Q: What areas should be addressed?

JJ: When you look at the auto sector, where the biggest deficits occur, relaxing some environmental regulations such as CO2 emissions can be considered. Korea has very strict C02 emissions standards, the highest standards in the world. Relaxing some of those regulations in the FTA can help. Making cars imported and inspected at a lower cost would help. Recognizing U.S. inspections would also help. That would make cars cheaper for Koreans, and that is a good thing. 

JK: For the U.S. automotive companies to bring cars here requires a lot of investment just to meet the world's highest CO2 standards, which are higher than California standards. By 2020, 97 grams would be the rule.
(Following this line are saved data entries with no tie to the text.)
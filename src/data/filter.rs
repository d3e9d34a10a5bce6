use std::collections::BTreeMap;

use arrow::array::BooleanArray;
use log::debug;

use super::model::{ColumnStore, Field};
use super::selection::Selection;
use crate::error::{DatasetError, Result};

// ---------------------------------------------------------------------------
// Mask filtering on a loaded store
// ---------------------------------------------------------------------------

impl ColumnStore {
    /// Derive a new store holding the records, fields and joints admitted
    /// by `selection`. `self` is left untouched.
    ///
    /// Fails with [`DatasetError::EmptyStore`] if no field was loaded.
    pub fn filter(&self, selection: &Selection) -> Result<ColumnStore> {
        if self.has_no_fields() {
            return Err(DatasetError::EmptyStore);
        }

        let mask = self.record_mask(selection)?;
        let len = mask.true_count();

        let mut columns = BTreeMap::new();
        for (&field, column) in self.columns() {
            if !selection.admits_field(field) {
                continue;
            }
            let selected = column.select(&mask, |key| selection.admits_sub_key(field, key))?;
            columns.insert(field, selected);
        }

        debug!("Filter kept {len} of {} records", self.len());
        ColumnStore::from_parts(len, columns)
    }

    /// One entry per record: whether its `vru_type` and `set` pass the
    /// selection. Only the category and split lists are consulted.
    pub fn record_mask(&self, selection: &Selection) -> Result<BooleanArray> {
        let mut keep = vec![true; self.len()];

        for (field, allowed) in [
            (Field::VruType, &selection.vru_types),
            (Field::Set, &selection.sets),
        ] {
            if allowed.is_empty() {
                continue;
            }
            let labels = self.labels(field).ok_or(DatasetError::MissingColumn(field))?;
            for (slot, label) in keep.iter_mut().zip(labels.iter()) {
                *slot &= label.is_some_and(|l| allowed.contains(l));
            }
        }

        Ok(BooleanArray::from(keep))
    }
}

#[cfg(test)]
mod tests {
    use serde_json::json;

    use super::*;
    use crate::data::loader::ingest;
    use crate::data::model::Record;
    use crate::data::selection::LoadOptions;

    fn store() -> ColumnStore {
        let records = [
            json!({"vru_type": "ped", "set": "train", "timestamps": [1, 2]}),
            json!({"vru_type": "bike", "set": "test", "timestamps": [3]}),
            json!({"vru_type": "ped", "set": "test", "timestamps": [4, 5, 6]}),
        ];
        ingest(
            records.into_iter().map(|r| Ok(Record::from_value(r).unwrap())),
            &LoadOptions::default(),
        )
        .unwrap()
    }

    #[test]
    fn mask_combines_axes() {
        let store = store();
        let mask = store
            .record_mask(&Selection::default().with_vru_types(["ped"]).with_sets(["test"]))
            .unwrap();
        assert_eq!(mask, BooleanArray::from(vec![false, false, true]));

        let all = store.record_mask(&Selection::default()).unwrap();
        assert_eq!(all.true_count(), 3);
    }

    #[test]
    fn mask_needs_label_column() {
        let store = store()
            .filter(&Selection::default().with_data_fields([Field::Timestamps]))
            .unwrap();
        let err = store.record_mask(&Selection::default().with_sets(["train"])).unwrap_err();
        assert!(matches!(err, DatasetError::MissingColumn(Field::Set)));
    }

    #[test]
    fn dropped_fields_leave_record_count() {
        let filtered = store()
            .filter(&Selection::default().with_sets(["test"]).with_data_fields([Field::Timestamps]))
            .unwrap();
        assert_eq!(filtered.len(), 2);
        assert_eq!(filtered.fields().collect::<Vec<_>>(), vec![Field::Timestamps]);
        let last = filtered.record::<u64>(Field::Timestamps, None, 1).unwrap();
        assert_eq!(last.values(), &[4, 5, 6]);
    }
}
That requires a lot of investment. 

JJ: Koreans love baloney (Spam) but we can't bring baloney today due to regulations on testing on mixed meat. There is a justification for that but it is also an example of Korea's unique standards. Three hundred million Americans eat baloney without health problems. Few millions of Koreans wouldn't get sick for eating it. Now, it has become such an emotional issue as if the U.S. is trying to force Koreans to eat unhealthy food. 
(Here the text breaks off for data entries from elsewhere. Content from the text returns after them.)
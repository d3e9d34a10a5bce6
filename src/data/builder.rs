use std::collections::BTreeMap;
use std::sync::Arc;

use arrow::array::{
    Array, ArrayRef, FixedSizeListArray, ListArray, PrimitiveArray, StringArray,
};
use arrow::buffer::{NullBuffer, OffsetBuffer};
use arrow::datatypes::Field as ArrowField;
use log::{debug, warn};
use serde_json::Value as JsonValue;

use super::model::{Column, ColumnStore, Field, Record};
use super::selection::{MissingPolicy, Selection};
use super::tensor::{Element, Tensor};
use crate::error::{DatasetError, Result};

// ---------------------------------------------------------------------------
// ColumnBuilder – growable, per-record slots of one array
// ---------------------------------------------------------------------------

/// Accumulates one array. Slot `i` belongs to passing record `i`; records
/// that did not supply a value hold `None`.
#[derive(Debug)]
enum ColumnBuilder {
    Labels(Vec<Option<String>>),
    Float32(Vec<Option<Tensor<f32>>>),
    UInt64(Vec<Option<Tensor<u64>>>),
    UInt8(Vec<Option<Tensor<u8>>>),
}

/// One decoded value, waiting to be committed to its builder.
#[derive(Debug)]
enum Cell {
    Label(String),
    Float32(Tensor<f32>),
    UInt64(Tensor<u64>),
    UInt8(Tensor<u8>),
}

impl Cell {
    fn decode(field: Field, value: &JsonValue) -> std::result::Result<Cell, String> {
        Ok(match field {
            Field::VruType | Field::Set => match value {
                JsonValue::String(s) => Cell::Label(s.clone()),
                other => return Err(format!("expected a string, found {other}")),
            },
            Field::Timestamps => Cell::UInt64(Tensor::from_json(value)?),
            Field::MotionPrimitives => Cell::UInt8(Tensor::from_json(value)?),
            Field::HeadSmoothed | Field::Pose2d | Field::Pose3d => Cell::Float32(Tensor::from_json(value)?),
        })
    }
}

impl ColumnBuilder {
    fn for_field(field: Field) -> Self {
        match field {
            Field::VruType | Field::Set => ColumnBuilder::Labels(Vec::new()),
            Field::Timestamps => ColumnBuilder::UInt64(Vec::new()),
            Field::MotionPrimitives => ColumnBuilder::UInt8(Vec::new()),
            Field::HeadSmoothed | Field::Pose2d | Field::Pose3d => ColumnBuilder::Float32(Vec::new()),
        }
    }

    /// Store an already decoded value in slot `row`.
    fn place(&mut self, row: usize, cell: Cell) {
        match (self, cell) {
            (ColumnBuilder::Labels(slots), Cell::Label(v)) => place(slots, row, v),
            (ColumnBuilder::Float32(slots), Cell::Float32(v)) => place(slots, row, v),
            (ColumnBuilder::UInt64(slots), Cell::UInt64(v)) => place(slots, row, v),
            (ColumnBuilder::UInt8(slots), Cell::UInt8(v)) => place(slots, row, v),
            _ => unreachable!("element type is fixed per field"),
        }
    }

    fn present(&self) -> usize {
        match self {
            ColumnBuilder::Labels(slots) => count_present(slots),
            ColumnBuilder::Float32(slots) => count_present(slots),
            ColumnBuilder::UInt64(slots) => count_present(slots),
            ColumnBuilder::UInt8(slots) => count_present(slots),
        }
    }

    /// Freeze into an array of exactly `records` slots.
    fn finish(self, name: &str, records: usize) -> Result<ArrayRef> {
        match self {
            ColumnBuilder::Labels(mut slots) => {
                slots.resize_with(records, || None);
                Ok(Arc::new(slots.into_iter().collect::<StringArray>()))
            }
            ColumnBuilder::Float32(slots) => tensor_array(name, slots, records),
            ColumnBuilder::UInt64(slots) => tensor_array(name, slots, records),
            ColumnBuilder::UInt8(slots) => tensor_array(name, slots, records),
        }
    }
}
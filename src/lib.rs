pub mod adapters;
pub mod config;
pub mod core;
pub mod domain;
pub mod utils;

#[cfg(feature = "cli")]
pub use config::CliConfig;

pub use adapters::{CliInput, MemoryDisplay, StaticInput, TerminalDisplay};
pub use config::{SubmitterSettings, TomlConfig};
pub use core::{submitter::QuerySubmitter, transport::HttpTransport, Outcome};
pub use utils::error::{QueryError, Result};
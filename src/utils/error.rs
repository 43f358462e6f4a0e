use thiserror::Error;

/// Server unreachable or answered with something other than JSON.
pub const EXIT_FAILED: i32 = 1;
/// Input rejected before any request was sent.
pub const EXIT_REJECTED: i32 = 2;
pub const EXIT_CONFIG: i32 = 3;

#[derive(Error, Debug)]
pub enum QueryError {
    #[error("API request failed: {0}")]
    Transport(#[from] reqwest::Error),

    #[error("Response is not valid JSON: {0}")]
    Decode(#[from] serde_json::Error),

    #[error("IO error: {0}")]
    Io(#[from] std::io::Error),

    #[error("Configuration error: {message}")]
    ConfigError { message: String },

    #[error("Invalid value for {field}: '{value}' ({reason})")]
    InvalidConfigValue {
        field: String,
        value: String,
        reason: String,
    },

    #[error("Issue description is empty")]
    EmptyInput,

    #[error("Unknown {field} selection: '{value}'")]
    UnknownSelection { field: String, value: String },
}

impl QueryError {
    /// 給終端使用者看的訊息
    pub fn user_friendly_message(&self) -> String {
        match self {
            QueryError::Transport(_) | QueryError::Decode(_) => {
                "Unable to reach the legal server".to_string()
            }
            QueryError::Io(e) => format!("Could not read input: {}", e),
            QueryError::ConfigError { message } => format!("Invalid configuration: {}", message),
            QueryError::InvalidConfigValue { field, reason, .. } => {
                format!("Invalid configuration for '{}': {}", field, reason)
            }
            QueryError::EmptyInput => "Please describe your legal issue".to_string(),
            QueryError::UnknownSelection { field, value } => {
                format!("'{}' is not an available {}", value, field)
            }
        }
    }

    /// 依錯誤種類決定 CLI 退出碼
    pub fn exit_code(&self) -> i32 {
        match self {
            QueryError::Transport(_) | QueryError::Decode(_) => EXIT_FAILED,
            QueryError::EmptyInput | QueryError::UnknownSelection { .. } => EXIT_REJECTED,
            QueryError::Io(_)
            | QueryError::ConfigError { .. }
            | QueryError::InvalidConfigValue { .. } => EXIT_CONFIG,
        }
    }
}

pub type Result<T> = std::result::Result<T, QueryError>;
JK: Procter & Gamble and 3M also face regulatory problems that prevent them from investing and hiring more here. 
This year, we will invite a couple of Korean companies with huge presences in the U.S. for "door knock" for the first time. Currently, we have five on the short list. 

Q: If Korea rejects renegotiations, what would happen?

JJ: It would make Trump very unhappy. We should call it renegotiations. The points we agree upon are fine but things that are missing in the FTA should be included so as to make the FTA better serve us. Therefore, it would be an upgrade or renewal. 

JK: If there is a rejection, there would be a very negative situation in the U.S. It will affect US. companies' confidence in Korea and make it reconsider its investment decisions in Korea. 

JJ: Trump often talks about sharing burdens, having U.S. forces in various locations. If we reject any notion of FTA discussions, it will have a spillover effect on that cost of the burden of keeping U.S. troops. 

Q: Would Moon as president cause problems with U.S.? 

JJ: I heard his statement about Korea learning to say no was taken out of context. Korea is an independent sovereign country. Korea is not subservient or a puppet of the U.S. We believe that it is Korea's public interest to have a strong relationship with the United States. We know Moon as President Roh Moo-hyun's chief of staff learned politics from Roh. Although in 2002, Roh ran for president as part of an anti-American platform, Roh was the one who signed the FTA. Moon sometimes is labeled a leftist but I think he is a capitalist advocating for a free market and wants to help those who need help in that system. 

JK: AMCHAM is planning a presidential debate with the top three candidates strictly about the issues about Korea and the United States. When I was at Yahoo, we were the first to interview President Lee Myung-bak during the beef crisis ― it was globally carried out by Yahoo.com. From AMCHAM, we can give the candidates a global reach.


What's on Trump's mind

 

The United States under President Donald Trump wants to fix the global trade order so as to make it serve the U.S. better. The first priority is to fix trade deficits with China, Japan, India and, well, Korea. Some expect a trade war of global scale, while others hope for a modest overhaul. With Trump having a summit with Xi Jinping this week, the world is holding its breath to see how Trump will deal with China, which has reaped the biggest trade surpluses with the U.S. The outcome will allow Korea and other countries a peek into Trump's trade thinking. Influencing the Trump government on its thinking over Korea, a perennial surplus country, is input from U.S. businessmen in Korea and their lobby, the American Chamber of Commerce Korea (AMCHAM) in Korea. The Korea Times met two prominent members, AMCHAM Chairman James Kim, CEO of GM Korea, and Jeffrey Jones, chairman of the affiliated Partners for the Future Foundation, on the issue in its roundtable discussion at its Yeouido office last week. This is an edited version. Business reporter Jhoo Dong-chan transcribed the discussion. — ED.